Banking giant Citigroup and iPhone maker Apple are encouraging users who downloaded Citi's banking application for the smartphone to upgrade to a new version after a security flaw was discovered in the application. The flaw accidentally saves personal information, including access codes, bill payment information and even bank account numbers, onto the iPhone or any computer it has been synchronized with.

"During a recent review, we discovered that our U.S. Citi Mobile iPhone banking app was accidentally saving information related to customer accounts in a hidden file on their iPhones," the company announced in a statement. "This information may also have been saved on their computer if they had been synchronizing their iPhone with their computer via iTunes."

The Wall Street Journal reported approximately 117,600 customers has been affected by the flaw since the app was launched in Apple's App Store in March 2009, although the paper's unnamed source said no personal data was exposed. "We have no reason to believe that our customers' personal information has been accessed or used inappropriately by anyone," the paper quoted the company as saying.

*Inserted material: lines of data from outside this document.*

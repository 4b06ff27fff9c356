/// Capability for surfacing advisory warnings and terminal errors to the
/// embedding application.
///
/// The pipeline never reaches for a global to report problems; whoever
/// constructs it supplies this sink (a UI layer typically wires its status
/// banner here). [`TracingSink`] is the default for headless use.
pub trait DiagnosticsSink {
    /// A non-fatal condition the user may want to know about (mute,
    /// reconnection in progress, degraded configuration).
    fn warning(&self, message: &str);

    /// A terminal condition requiring manual intervention.
    fn error(&self, message: &str);

    /// The condition behind the last warning has resolved itself; a UI can
    /// dismiss whatever it surfaced.
    fn clear_warning(&self) {}
}

/// Default sink that routes both channels to `tracing`.
#[derive(Debug, Default, Clone, Copy)]
pub struct TracingSink;

impl DiagnosticsSink for TracingSink {
    fn warning(&self, message: &str) {
        tracing::warn!("{message}");
    }

    fn error(&self, message: &str) {
        tracing::error!("{message}");
    }

    fn clear_warning(&self) {
        tracing::debug!("previous warning cleared");
    }
}
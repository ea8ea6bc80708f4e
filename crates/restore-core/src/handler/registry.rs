// Copyright (c) Contributors to the restore project.
// SPDX-License-Identifier: Apache-2.0

//! Assembles the handler kinds into the priority-ordered list the matcher
//! walks. Mirrors the original's `FIRST_HANDLERS` / `_DEFAULT_HANDLERS` /
//! `LAST_HANDLERS` split: a couple of handlers must run first or last to
//! keep the rest of the logic well-defined, and everything else competes
//! in between.

use std::collections::HashMap;
use std::sync::Arc;

use once_cell::sync::Lazy;

use super::basics::{BasicDirectoryKind, BasicFileKind, HandledByParentKind, SymbolicLinkKind};
use super::git::{GitBundleKind, GitCloneKind};
use super::ignore::IgnoreKind;
use super::packages::PacmanKind;
use super::youtube::YoutubeKind;
use super::HandlerKind;

// `HandledByParent` must run first: if it didn't, a more specific handler
// could steal a path a parent already promised to restore.
static FIRST: Lazy<Vec<Arc<dyn HandlerKind>>> = Lazy::new(|| vec![Arc::new(HandledByParentKind)]);

// Order among these matters for priority but not for correctness:
// `GitCloneKind` is listed ahead of `GitBundleKind` so a repository with a
// usable remote prefers the cheap clone over bundling its entire history
// into the archive. This is the list a caller extends, replaces, or filters
// by name (spec.md §4.1's `MIDDLE`).
static MIDDLE: Lazy<Vec<Arc<dyn HandlerKind>>> = Lazy::new(|| {
    vec![
        Arc::new(PacmanKind),
        Arc::new(IgnoreKind),
        Arc::new(GitCloneKind),
        Arc::new(GitBundleKind),
        Arc::new(YoutubeKind),
    ]
});

// These must run last: they match almost anything (any symlink, any
// directory, any file), so anything more specific needs first refusal.
static LAST: Lazy<Vec<Arc<dyn HandlerKind>>> = Lazy::new(|| {
    vec![
        Arc::new(SymbolicLinkKind),
        Arc::new(BasicDirectoryKind),
        Arc::new(BasicFileKind),
    ]
});

static REGISTRY: Lazy<Vec<Arc<dyn HandlerKind>>> =
    Lazy::new(|| FIRST.iter().chain(MIDDLE.iter()).chain(LAST.iter()).cloned().collect());

static BY_NAME: Lazy<HashMap<&'static str, Arc<dyn HandlerKind>>> =
    Lazy::new(|| REGISTRY.iter().map(|h| (h.name(), h.clone())).collect());

/// The full handler kind list, in priority order: `FIRST` then `MIDDLE`
/// then `LAST`, matching the registry's default composition.
pub fn all_handlers() -> &'static [Arc<dyn HandlerKind>] {
    &REGISTRY
}

/// The always-first handlers (just `handled-by-parent` today).
pub fn first_handlers() -> &'static [Arc<dyn HandlerKind>] {
    &FIRST
}

/// The user-selectable middle of the priority list: packages, ignore, and
/// the git handlers, by default.
pub fn middle_handlers() -> &'static [Arc<dyn HandlerKind>] {
    &MIDDLE
}

/// The always-last fallback handlers (symlink, then directory, then file).
pub fn last_handlers() -> &'static [Arc<dyn HandlerKind>] {
    &LAST
}

/// Compose a priority list the way the CLI's `match` subcommand does:
/// `FIRST` and `LAST` included unless `include_common` is false, `MIDDLE`
/// filtered down to `names` if non-empty (otherwise the full default
/// middle list).
pub fn priority_list(include_common: bool, names: &[String]) -> Vec<Arc<dyn HandlerKind>> {
    let middle: Vec<Arc<dyn HandlerKind>> = if names.is_empty() {
        MIDDLE.clone()
    } else {
        MIDDLE.iter().filter(|h| names.iter().any(|n| n == h.name())).cloned().collect()
    };
    if include_common {
        FIRST.iter().cloned().chain(middle).chain(LAST.iter().cloned()).collect()
    } else {
        middle
    }
}

/// Look up a handler kind by its manifest-format name.
pub fn by_name(name: &str) -> Option<Arc<dyn HandlerKind>> {
    BY_NAME.get(name).cloned()
}

#[cfg(test)]
mod tests {
    use super::*;

    #[test]
    fn handled_by_parent_runs_first() {
        assert_eq!(all_handlers()[0].name(), "parent");
    }

    #[test]
    fn fallback_handlers_run_last() {
        let names: Vec<&str> = all_handlers().iter().map(|h| h.name()).collect();
        let tail = &names[names.len() - 3..];
        assert_eq!(tail, ["symbolic-link", "basic-directory", "basic-file"]);
    }

    #[test]
    fn by_name_finds_every_registered_kind() {
        for handler in all_handlers() {
            assert!(by_name(handler.name()).is_some());
        }
        assert!(by_name("does-not-exist").is_none());
    }
}
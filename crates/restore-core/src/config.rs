// Copyright (c) Contributors to the restore project.
// SPDX-License-Identifier: Apache-2.0

//! Process-wide defaults, layered the way the teacher's own config loader
//! does: an optional config file, overlaid by environment variables,
//! overlaid by hard defaults.

use config::{Config as ConfigSource, File};
use serde::{Deserialize, Serialize};

use crate::Result;

/// Default bound on simultaneously-matching paths, absent
/// `MATCH_CONCURRENCY_MAX`.
pub const DEFAULT_MATCH_CONCURRENCY_MAX: usize = 100;

#[derive(Clone, Copy, Debug, Default, PartialEq, Eq, Deserialize, Serialize)]
#[serde(rename_all = "lowercase")]
pub enum Compression {
    #[default]
    Gz,
    Bz2,
    None,
}

impl std::str::FromStr for Compression {
    type Err = crate::Error;

    fn from_str(s: &str) -> std::result::Result<Self, Self::Err> {
        match s {
            "gz" | "gzip" => Ok(Compression::Gz),
            "bz2" | "bzip2" => Ok(Compression::Bz2),
            "none" | "" => Ok(Compression::None),
            other => Err(crate::Error::other(format!(
                "unknown compression {other:?}, expected one of gz, bz2, none"
            ))),
        }
    }
}

#[derive(Clone, Debug, Deserialize, Serialize)]
#[serde(default)]
pub struct Matching {
    pub concurrency_max: usize,
    /// Extra exact paths the ignore handler treats as transient, beyond its
    /// own hard-coded list. Populated from `MATCH_IGNORE` (colon separated,
    /// `\:` escapes a literal colon inside a path) same as spec.md §6.
    pub ignore_paths: Vec<String>,
}

impl Default for Matching {
    fn default() -> Self {
        Self {
            concurrency_max: DEFAULT_MATCH_CONCURRENCY_MAX,
            ignore_paths: Vec::new(),
        }
    }
}

#[derive(Clone, Debug, Default, Deserialize, Serialize)]
#[serde(default)]
pub struct Archive {
    pub default_compression: Compression,
}

#[derive(Clone, Debug, Default, Deserialize, Serialize)]
#[serde(default)]
pub struct Config {
    pub matching: Matching,
    pub archive: Archive,
}

impl Config {
    /// Load configuration from (in increasing priority order): hard
    /// defaults, an optional config file (`$RESTORE_CONFIG`, or
    /// `restore.{toml,yaml,json}` in the current directory), then
    /// environment variables (`MATCH_CONCURRENCY_MAX`, `MATCH_IGNORE`,
    /// `RESTORE_COMPRESSION`).
    pub fn load() -> Result<Self> {
        let default_config_path = std::env::var("RESTORE_CONFIG").unwrap_or_else(|_| "restore".to_string());

        let mut builder = ConfigSource::builder()
            .set_default("matching.concurrency_max", DEFAULT_MATCH_CONCURRENCY_MAX as i64)?
            .set_default("matching.ignore_paths", Vec::<String>::new())?
            .set_default("archive.default_compression", "gz")?
            .add_source(File::with_name(&default_config_path).required(false));

        if let Ok(raw) = std::env::var("MATCH_CONCURRENCY_MAX") {
            let parsed: usize = raw
                .parse()
                .map_err(|_| crate::Error::other(format!("MATCH_CONCURRENCY_MAX must be an integer, got {raw:?}")))?;
            builder = builder.set_override("matching.concurrency_max", parsed as i64)?;
        }
        if let Ok(raw) = std::env::var("MATCH_IGNORE") {
            builder = builder.set_override("matching.ignore_paths", split_escaped_colons(&raw))?;
        }
        if let Ok(raw) = std::env::var("RESTORE_COMPRESSION") {
            builder = builder.set_override("archive.default_compression", raw)?;
        }

        let source = builder.build()?;
        let matching: Matching = source.get("matching").unwrap_or_default();
        let archive: Archive = source.get("archive").unwrap_or_default();
        Ok(Config { matching, archive })
    }
}

/// Split a colon-separated list where a literal colon in an item is
/// escaped as `\:`, exactly as spec.md §4.2/§6 describes for `MATCH_IGNORE`.
pub fn split_escaped_colons(raw: &str) -> Vec<String> {
    let mut parts = Vec::new();
    let mut current = String::new();
    let mut chars = raw.chars().peekable();
    while let Some(c) = chars.next() {
        if c == '\\' && chars.peek() == Some(&':') {
            current.push(':');
            chars.next();
        } else if c == ':' {
            parts.push(std::mem::take(&mut current));
        } else {
            current.push(c);
        }
    }
    parts.push(current);
    parts
}

#[cfg(test)]
mod tests {
    use super::*;

    #[test]
    fn split_escaped_colons_basic() {
        assert_eq!(
            split_escaped_colons(r"/tmp:/var/run"),
            vec!["/tmp".to_string(), "/var/run".to_string()]
        );
    }

    #[test]
    fn split_escaped_colons_escaped() {
        assert_eq!(
            split_escaped_colons(r"/a\:b:/c"),
            vec!["/a:b".to_string(), "/c".to_string()]
        );
    }
}
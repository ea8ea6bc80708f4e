// Copyright (c) Contributors to the restore project.
// SPDX-License-Identifier: Apache-2.0

//! Loads and saves the manifest state file every subcommand but
//! `list-handlers` shares.

use std::path::PathBuf;

use clap::Args;
use miette::{IntoDiagnostic, Result};
use restore_core::manifest::Manifest;

/// Where the manifest lives on disk. Shared by every subcommand that reads
/// or writes manifest state.
#[derive(Debug, Args)]
pub struct ManifestPath {
    /// Path to the manifest state file.
    #[clap(long, global = true, env = "RESTORE_MANIFEST", default_value = "manifest")]
    pub manifest: PathBuf,
}

impl ManifestPath {
    /// Load the manifest at this path, or an empty one if it does not exist
    /// yet -- `add` and `match` both need to work against a fresh manifest
    /// on the very first run.
    pub fn load_or_new(&self) -> Result<Manifest> {
        match Manifest::loadfile(&self.manifest) {
            Ok(manifest) => Ok(manifest),
            Err(restore_core::Error::Io(err)) if err.kind() == std::io::ErrorKind::NotFound => {
                Ok(Manifest::new())
            }
            Err(err) => Err(err).into_diagnostic(),
        }
    }

    pub fn save(&self, manifest: &Manifest) -> Result<()> {
        manifest.savefile(&self.manifest).into_diagnostic()
    }
}
// Copyright (c) Contributors to the restore project.
// SPDX-License-Identifier: Apache-2.0

//! Replays a manifest's handler bindings back onto disk, restoring each
//! path only after everything it depends on has been restored.

use std::collections::{BTreeMap, HashMap, HashSet};
use std::sync::atomic::{AtomicUsize, Ordering};
use std::sync::Arc;

use futures::stream::FuturesUnordered;
use futures::StreamExt;
use tokio::sync::Semaphore;

use crate::concurrency::ReadyFlags;
use crate::handler::Handler;
use crate::manifest::Manifest;
use crate::{Error, Result};

pub trait RestoreReporter: Send + Sync {
    fn restoring(&self, _path: &str) {}
    fn restored(&self, _path: &str) {}
    fn failed(&self, _path: &str, _err: &Error) {}
    fn progress(&self, _done: usize, _total: usize) {}
}

pub struct SilentReporter;
impl RestoreReporter for SilentReporter {}

/// Supplies the extra data a handler needs to restore a path, gathered at
/// archive-build time. The archive reader implements this directly; tests
/// can supply an in-memory map.
pub trait ExtraDataSource: Send + Sync {
    fn get_extra_data(&self, path: &str) -> Result<BTreeMap<String, Vec<u8>>>;
}

impl ExtraDataSource for HashMap<String, BTreeMap<String, Vec<u8>>> {
    fn get_extra_data(&self, path: &str) -> Result<BTreeMap<String, Vec<u8>>> {
        Ok(self.get(path).cloned().unwrap_or_default())
    }
}

/// Resolve one declared dependency to the manifest path it should actually
/// wait on. If `dep` itself is in the manifest, that's it. Otherwise walk up
/// its parent directories: the first ancestor found in the manifest is
/// expected to produce `dep` as a side effect of its own restore (e.g. a
/// `restores_contents` directory). If no ancestor is present either, the
/// dependency is assumed to already exist on disk and contributes no edge.
fn resolve_dependency(manifest: &Manifest, dep: &str) -> Option<String> {
    if manifest.contains(dep) {
        return Some(dep.to_string());
    }
    let mut current = dep.to_string();
    while let Some(parent) = crate::path::parent(&current) {
        if manifest.contains(&parent) {
            return Some(parent);
        }
        current = parent;
    }
    None
}

fn build_dependency_graph(manifest: &Manifest) -> HashMap<String, HashSet<String>> {
    let mut graph = HashMap::new();
    for path in manifest.paths() {
        let Some(handler) = manifest.handler_for(path) else { continue };
        let depends = handler
            .get_depends()
            .iter()
            .filter_map(|dep| resolve_dependency(manifest, dep))
            .filter(|dep| dep != path)
            .collect();
        graph.insert(path.to_string(), depends);
    }
    graph
}

#[derive(Clone, Copy, PartialEq, Eq)]
enum VisitState {
    Visiting,
    Done,
}

/// Depth-first search for a cycle in the dependency graph, returning the
/// cycle's path chain (first path repeated at the end) if one exists.
fn find_cycle(graph: &HashMap<String, HashSet<String>>) -> Option<Vec<String>> {
    let mut state = HashMap::new();
    let mut stack = Vec::new();

    fn visit(
        node: &str,
        graph: &HashMap<String, HashSet<String>>,
        state: &mut HashMap<String, VisitState>,
        stack: &mut Vec<String>,
    ) -> Option<Vec<String>> {
        match state.get(node) {
            Some(VisitState::Done) => return None,
            Some(VisitState::Visiting) => {
                let start = stack.iter().position(|p| p == node).unwrap_or(0);
                let mut chain: Vec<String> = stack[start..].to_vec();
                chain.push(node.to_string());
                return Some(chain);
            }
            None => {}
        }
        state.insert(node.to_string(), VisitState::Visiting);
        stack.push(node.to_string());
        if let Some(deps) = graph.get(node) {
            let mut deps: Vec<&String> = deps.iter().collect();
            deps.sort();
            for dep in deps {
                if let Some(cycle) = visit(dep, graph, state, stack) {
                    return Some(cycle);
                }
            }
        }
        stack.pop();
        state.insert(node.to_string(), VisitState::Done);
        None
    }

    let mut nodes: Vec<&String> = graph.keys().collect();
    nodes.sort();
    for node in nodes {
        if let Some(cycle) = visit(node, graph, &mut state, &mut stack) {
            return Some(cycle);
        }
    }
    None
}

pub struct Restorer {
    concurrency: Arc<Semaphore>,
    reporter: Arc<dyn RestoreReporter>,
}

impl Restorer {
    pub fn new(concurrency_max: usize, reporter: Arc<dyn RestoreReporter>) -> Self {
        Restorer {
            concurrency: Arc::new(Semaphore::new(concurrency_max.max(1))),
            reporter,
        }
    }

    /// Restore every bound path in `manifest`, fetching each path's extra
    /// data from `source`. Checks for dependency cycles before doing any
    /// work: a manifest with a cycle is rejected outright rather than
    /// restoring part of it and then hanging on a flag nothing will ever
    /// mark ready.
    pub async fn run(&self, manifest: &Manifest, source: Arc<dyn ExtraDataSource>) -> Result<()> {
        let graph = build_dependency_graph(manifest);
        if let Some(chain) = find_cycle(&graph) {
            return Err(Error::DependencyCycle { chain });
        }

        let jobs: Vec<(String, Arc<dyn Handler>, HashSet<String>)> = manifest
            .paths()
            .filter_map(|path| {
                let handler = manifest.handler_arc(path)?;
                let depends = graph.get(path).cloned().unwrap_or_default();
                Some((path.to_string(), handler, depends))
            })
            .collect();
        let total = jobs.len();
        let flags = Arc::new(ReadyFlags::new());
        let done = Arc::new(AtomicUsize::new(0));

        let mut tasks = FuturesUnordered::new();
        for (path, handler, depends) in jobs {
            let flags = flags.clone();
            let concurrency = self.concurrency.clone();
            let reporter = self.reporter.clone();
            let source = source.clone();
            let done = done.clone();

            tasks.push(tokio::spawn(async move {
                for dep in &depends {
                    flags.wait(dep).await;
                }
                let _permit = concurrency.acquire_owned().await.expect("semaphore never closed");
                reporter.restoring(&path);
                let result = (|| -> Result<()> {
                    let extra_data = source.get_extra_data(&path)?;
                    handler.restore(&extra_data)
                })();
                match &result {
                    Ok(()) => {
                        reporter.restored(&path);
                        // Only a successful restore hands the path off to
                        // its dependents: spec.md §4.5/§7 treats a failure
                        // here as fatal for every downstream dependent too,
                        // so their waits on this flag must never resolve.
                        flags.mark_ready(&path);
                    }
                    Err(err) => reporter.failed(&path, err),
                }
                let n = done.fetch_add(1, Ordering::SeqCst) + 1;
                reporter.progress(n, total);
                result.map_err(|err| (path.clone(), err))
            }));
        }

        let mut first_error = None;
        while let Some(joined) = tasks.next().await {
            match joined {
                Ok(Ok(())) => {}
                Ok(Err((path, err))) => {
                    first_error.get_or_insert(Error::RestoreFailure {
                        path,
                        source: Box::new(err),
                    });
                }
                Err(join_err) => {
                    flags.release_all();
                    return Err(Error::other(join_err.to_string()));
                }
            }
        }
        flags.release_all();
        match first_error {
            Some(err) => Err(err),
            None => Ok(()),
        }
    }
}

#[cfg(test)]
mod tests {
    use super::*;
    use crate::handler;

    #[tokio::test]
    async fn cycle_is_rejected_before_any_restore_runs() {
        let mut manifest = Manifest::new();
        let kind = handler::by_name("git-clone").unwrap();
        let a = kind
            .construct("/a".to_string(), handler::Args::with_positional(["/b"]))
            .unwrap();
        let b = kind
            .construct("/b".to_string(), handler::Args::with_positional(["/a"]))
            .unwrap();
        manifest.add_file("/a", Some(a), true, false);
        manifest.add_file("/b", Some(b), true, false);

        let restorer = Restorer::new(4, Arc::new(SilentReporter));
        let source: Arc<dyn ExtraDataSource> = Arc::new(HashMap::new());
        let err = restorer.run(&manifest, source).await.unwrap_err();
        assert!(matches!(err, Error::DependencyCycle { .. }));
    }

    #[tokio::test]
    async fn dependency_on_a_path_not_in_the_manifest_waits_on_its_nearest_ancestor() {
        let dir = tempfile::tempdir().unwrap();
        let parent = dir.path().join("repo");
        let nested = parent.join(".git");

        let mut manifest = Manifest::new();
        let clone_kind = handler::by_name("git-clone").unwrap();
        manifest.add_file(
            &parent.to_string_lossy(),
            Some(
                clone_kind
                    .construct(parent.to_string_lossy().into_owned(), handler::Args::with_positional(["file:///origin"]))
                    .unwrap(),
            ),
            true,
            false,
        );
        // `nested` depends (via its default parent-directory dependency) on
        // `nested`'s own parent, `parent` -- which is in the manifest -- but
        // `nested` itself is never added, exercising the case where a
        // dependency several levels below a bound ancestor still resolves to
        // that ancestor rather than being dropped as "assumed pre-existing".
        let graph = build_dependency_graph(&manifest);
        assert_eq!(
            resolve_dependency(&manifest, &nested.join("HEAD").to_string_lossy()),
            Some(parent.to_string_lossy().into_owned())
        );
        assert!(graph.contains_key(&parent.to_string_lossy().into_owned()));
    }

    #[tokio::test]
    async fn restores_in_dependency_order() {
        let dir = tempfile::tempdir().unwrap();
        let parent = dir.path().join("parent");
        let child = parent.join("child");

        let mut manifest = Manifest::new();
        let dir_kind = handler::by_name("basic-directory").unwrap();
        let file_kind = handler::by_name("basic-file").unwrap();
        manifest.add_file(
            &parent.to_string_lossy(),
            Some(dir_kind.construct(parent.to_string_lossy().into_owned(), handler::Args::new()).unwrap()),
            true,
            false,
        );
        manifest.add_file(
            &child.to_string_lossy(),
            Some(file_kind.construct(child.to_string_lossy().into_owned(), handler::Args::new()).unwrap()),
            true,
            false,
        );

        let mut extra_data = HashMap::new();
        extra_data.insert(child.to_string_lossy().into_owned(), {
            let mut m = BTreeMap::new();
            m.insert("content".to_string(), b"hello".to_vec());
            m
        });

        let restorer = Restorer::new(4, Arc::new(SilentReporter));
        restorer.run(&manifest, Arc::new(extra_data)).await.unwrap();
        assert_eq!(std::fs::read(&child).unwrap(), b"hello");
    }

    // A dependent of a path whose restore fails must never be told that
    // path is ready -- it should simply never run, not run prematurely.
    // `run` as a whole still surfaces the failure (wrapped in
    // `RestoreFailure`) since `FuturesUnordered` only drains once every
    // spawned task, including the parent's own failing one, resolves.
    #[tokio::test]
    async fn a_failed_restore_never_marks_its_path_ready_for_dependents() {
        let dir = tempfile::tempdir().unwrap();
        let parent = dir.path().join("missing-source");
        let child = dir.path().join("missing-source").join("child");

        let mut manifest = Manifest::new();
        let dir_kind = handler::by_name("basic-directory").unwrap();
        let file_kind = handler::by_name("basic-file").unwrap();
        manifest.add_file(
            &parent.to_string_lossy(),
            Some(dir_kind.construct(parent.to_string_lossy().into_owned(), handler::Args::new()).unwrap()),
            true,
            false,
        );
        manifest.add_file(
            &child.to_string_lossy(),
            Some(file_kind.construct(child.to_string_lossy().into_owned(), handler::Args::new()).unwrap()),
            true,
            false,
        );

        // No extra data for `child`: its `restore` will fail fetching
        // content, so `mark_ready` must never fire for it either.
        let extra_data: HashMap<String, BTreeMap<String, Vec<u8>>> = HashMap::new();

        let restorer = Restorer::new(4, Arc::new(SilentReporter));
        let err = restorer.run(&manifest, Arc::new(extra_data)).await.unwrap_err();
        assert!(matches!(err, Error::RestoreFailure { .. }));
        assert!(!child.exists());
    }
}
// Copyright (c) Contributors to the restore project.
// SPDX-License-Identifier: Apache-2.0

use std::path::PathBuf;
use std::sync::Arc;

use clap::Args;
use miette::{IntoDiagnostic, Result};
use restore_core::archive::ArchiveReader;
use restore_core::restorer::Restorer;
use restore_core::Config;

use crate::progress::Bar;

/// Restore every path recorded in an archive, in dependency order.
#[derive(Debug, Args)]
pub struct CmdRestore {
    /// Archive to restore from.
    #[clap(default_value = "archive.tar.gz")]
    archive: PathBuf,
}

impl CmdRestore {
    pub async fn run(&self) -> Result<i32> {
        let config = Config::load().into_diagnostic()?;
        let file = std::fs::File::open(&self.archive).into_diagnostic()?;
        let reader = Arc::new(ArchiveReader::open(file).into_diagnostic()?);
        let restorer = Restorer::new(config.matching.concurrency_max, Arc::new(Bar::new("restoring")));
        reader.restore(&restorer).await.into_diagnostic()?;
        tracing::info!(archive = %self.archive.display(), "restore complete");
        Ok(0)
    }
}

The paper also interviewed the CEO of mobile security specialist Lookout, John Hering, who warned that hackers could exploit flaws in banking applications in order to retrieve, and then exploit, personal information downloaded by the app. Many consumers, who may download multiple apps casually, may not be aware to what level of risk they are exposed, he said. "Most consumers and app developers don't know what is happening in their apps, because it is moving so fast," Hering told the Journal. "Apps are proliferating so quickly. We will see more and more of this."

A recent survey by audit, tax and advisory firm KPMG found 19 percent of U.S. consumers have conducted banking transactions on a mobile device, compared with only 9 percent when the company last completed the survey 18 months ago. Among age groups, U.S. consumers age 16-24 conduct mobile banking the most, with 33 percent of the respondents in this bracket indicating they have conducted banking on a mobile device.  Among all U.S. respondents who have not conducted banking through a mobile device, 52 percent cited security and privacy as the primary reason. 

In addition, a March survey released by mBox found mobile banking gained a significant foothold in the U.S. and U.K. markets. The survey found 25 percent of U.S. mobile phone users and 37 percent of U.K. mobile phone users have adopted mobile banking services.